Quiz: Chapter 28

DataField.Dev

Quiz: Chapter 28

Working with Large Datasets

Instructions: Answer all questions. Multiple-choice questions have one correct answer unless otherwise stated. Short-answer questions should be answered in 2-4 sentences.

Question 1 (Multiple Choice)

A pandas DataFrame with 10 million rows and a column of type object containing only 4 unique string values ("low", "medium", "high", "critical") uses 620 MB for that column. After converting it to category dtype, the column uses approximately:

A) 310 MB (50% reduction)
B) 80 MB (87% reduction)
C) 10 MB (98% reduction)
D) 620 MB (no change --- categories are just labels)

Answer: C) 10 MB (98% reduction). Categorical dtype stores an integer code per row (one byte for 4 categories, so ~10 MB for 10M rows) plus a small lookup table mapping codes to strings. The object dtype stores a separate Python string object for each of the 10 million rows, each with ~50+ bytes of overhead. For low-cardinality string columns, the savings are dramatic --- often 95-99%.

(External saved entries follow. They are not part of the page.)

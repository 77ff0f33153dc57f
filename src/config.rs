//! Connection configuration.
//!
//! Values come from a TOML file and are then overridden by command-line
//! flags or environment variables:
//!
//! ```toml
//! [connection]
//! host = "localhost"
//! port = 5432
//! user = "postgres"
//! database = "postgres"
//! password = "secret"
//! default_query = "SELECT * FROM users;"
//! ```

use std::path::{Path, PathBuf};
use std::time::Duration;

use serde::Deserialize;

use crate::error::{PgError, PgResult};
use crate::protocol::framing::DEFAULT_MAX_FRAME_LEN;

/// Local config file name, looked up in the working directory.
pub const LOCAL_CONFIG: &str = "pgwire.toml";

/// Parameters for a single connection.
#[derive(Debug, Clone, PartialEq, Eq, Deserialize)]
#[serde(default)]
pub struct ConnectConfig {
    pub host: String,
    pub port: u16,
    pub user: String,
    pub database: String,
    pub password: Option<String>,
    pub application_name: Option<String>,
    /// Sent when the user submits an empty command.
    pub default_query: String,
    pub connect_timeout_ms: u64,
    /// Upper bound for a single read; `None` waits until the server closes.
    pub read_timeout_ms: Option<u64>,
    pub max_frame_len: usize,
}

impl Default for ConnectConfig {
    fn default() -> Self {
        Self {
            host: "localhost".to_string(),
            port: 5432,
            user: "postgres".to_string(),
            database: "postgres".to_string(),
            password: None,
            application_name: None,
            default_query: "SELECT * FROM users;".to_string(),
            connect_timeout_ms: 10_000,
            read_timeout_ms: None,
            max_frame_len: DEFAULT_MAX_FRAME_LEN,
        }
    }
}

#[derive(Debug, Default, Deserialize)]
struct ConfigFile {
    #[serde(default)]
    connection: ConnectConfig,
}

impl ConnectConfig {
    /// Parse the `[connection]` table of a TOML document.
    pub fn from_toml(content: &str) -> PgResult<Self> {
        let file: ConfigFile =
            toml::from_str(content).map_err(|e| PgError::Config(e.to_string()))?;
        file.connection.validate()
    }

    /// Load from an explicit path.
    pub fn from_file(path: &Path) -> PgResult<Self> {
        let content = std::fs::read_to_string(path)
            .map_err(|e| PgError::Config(format!("{}: {}", path.display(), e)))?;
        Self::from_toml(&content)
    }

    /// Load from `path` if given, else the first existing default location,
    /// else built-in defaults.
    pub fn load(path: Option<&Path>) -> PgResult<Self> {
        if let Some(path) = path {
            return Self::from_file(path);
        }
        match default_locations().into_iter().find(|p| p.exists()) {
            Some(found) => {
                tracing::debug!(path = %found.display(), "loading config");
                Self::from_file(&found)
            }
            None => Ok(Self::default()),
        }
    }

    pub fn address(&self) -> String {
        format!("{}:{}", self.host, self.port)
    }

    pub fn connect_timeout(&self) -> Duration {
        Duration::from_millis(self.connect_timeout_ms)
    }

    pub fn read_timeout(&self) -> Option<Duration> {
        self.read_timeout_ms.map(Duration::from_millis)
    }

    /// Reject values the protocol cannot carry.
    pub fn validate(self) -> PgResult<Self> {
        if self.user.is_empty() {
            return Err(PgError::Config("user must not be empty".to_string()));
        }
        let fields = [
            ("user", Some(&self.user)),
            ("database", Some(&self.database)),
            ("application_name", self.application_name.as_ref()),
            ("default_query", Some(&self.default_query)),
        ];
        for (name, value) in fields {
            if value.is_some_and(|v| v.contains('\0')) {
                return Err(PgError::Config(format!("{} contains a NUL byte", name)));
            }
        }
        if self.max_frame_len < 5 {
            return Err(PgError::Config("max_frame_len must be at least 5".to_string()));
        }
        Ok(self)
    }
}

/// `./pgwire.toml`, then `<config dir>/pgwire-lite/config.toml`.
fn default_locations() -> Vec<PathBuf> {
    let mut paths = vec![PathBuf::from(LOCAL_CONFIG)];
    if let Some(dir) = dirs::config_dir() {
        paths.push(dir.join("pgwire-lite").join("config.toml"));
    }
    paths
}

#[cfg(test)]
mod tests {
    use super::*;

    #[test]
    fn test_defaults() {
        let config = ConnectConfig::default();
        assert_eq!(config.address(), "localhost:5432");
        assert_eq!(config.default_query, "SELECT * FROM users;");
        assert_eq!(config.connect_timeout(), Duration::from_secs(10));
    }

    #[test]
    fn test_partial_toml_keeps_defaults() {
        let config = ConnectConfig::from_toml(
            r#"
            [connection]
            user = "alice"
            database = "inventory"
            port = 6543
            "#,
        )
        .unwrap();
        assert_eq!(config.user, "alice");
        assert_eq!(config.port, 6543);
        assert_eq!(config.host, "localhost");
        assert_eq!(config.password, None);
    }

    #[test]
    fn test_empty_document() {
        assert_eq!(ConnectConfig::from_toml("").unwrap(), ConnectConfig::default());
    }

    #[test]
    fn test_rejects_bad_values() {
        assert!(ConnectConfig::from_toml("[connection]\nport = \"x\"").is_err());
        assert!(ConnectConfig::from_toml("[connection]\nuser = \"\"").is_err());
        assert!(ConnectConfig::from_toml("[connection]\ndatabase = \"a\\u0000b\"").is_err());
    }
}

Question 2 (Multiple Choice)

A Dask DataFrame has 16 partitions. When you write ddf.groupby('key').mean(), Dask:

A) Loads all partitions into memory, concatenates them, and runs a single pandas groupby
B) Computes a partial groupby on each partition independently, then merges the partial results
C) Sorts all data by the key column first, then runs the groupby
D) Sends the data to a database engine for processing

Answer: B) Computes a partial groupby on each partition independently, then merges the partial results. This is the map-reduce pattern: each partition (which is a regular pandas DataFrame) runs its own groupby to produce partial sums and counts, and then a final reduction step combines these partials across partitions. This works because mean = sum / count, and both sum and count are commutative and associative. Not all operations can be split this way --- median, for example, cannot be computed from partial medians.

Question 3 (Short Answer)

Explain the difference between eager evaluation and lazy evaluation in the context of DataFrame operations. Give one advantage of each approach.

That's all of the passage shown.